### Work required
Give back every entry, exactly as written.

Segment Start: Given records

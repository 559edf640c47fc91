//! Application startup orchestration

pub mod advisory;
pub mod fault;
pub mod guard;
pub mod orchestrator;
pub mod ports;

pub use advisory::{find_task_killer, AdvisoryOutcome, TaskKillerAdvisor};
pub use fault::{install_panic_reporter, UncaughtPanic};
pub use guard::StartupGuard;
pub use orchestrator::{
    StartupDeps, StartupJobs, StartupOrchestrator, StartupOutcome, StartupReport, StartupSettings,
};
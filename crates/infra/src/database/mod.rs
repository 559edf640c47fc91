//! SQLite storage implementations

pub mod manager;
pub mod migrations;
pub mod storage;

pub use manager::*;
pub use migrations::*;
pub use storage::*;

Segment End: Given records

### Exercise answer
repository 559edf640c47fc91
//! Application startup orchestration

pub mod advisory;
pub mod fault;
pub mod guard;
pub mod orchestrator;
pub mod ports;

pub use advisory::{find_task_killer, AdvisoryOutcome, TaskKillerAdvisor};
pub use fault::{install_panic_reporter, UncaughtPanic};
pub use guard::StartupGuard;
pub use orchestrator::{
    StartupDeps, StartupJobs, StartupOrchestrator, StartupOutcome, StartupReport, StartupSettings,
};
filename crates/infra/src/database/mod.rs
repository 559edf640c47fc91
//! SQLite storage implementations

pub mod manager;
pub mod migrations;
pub mod storage;

pub use manager::*;
pub use migrations::*;
pub use storage::*;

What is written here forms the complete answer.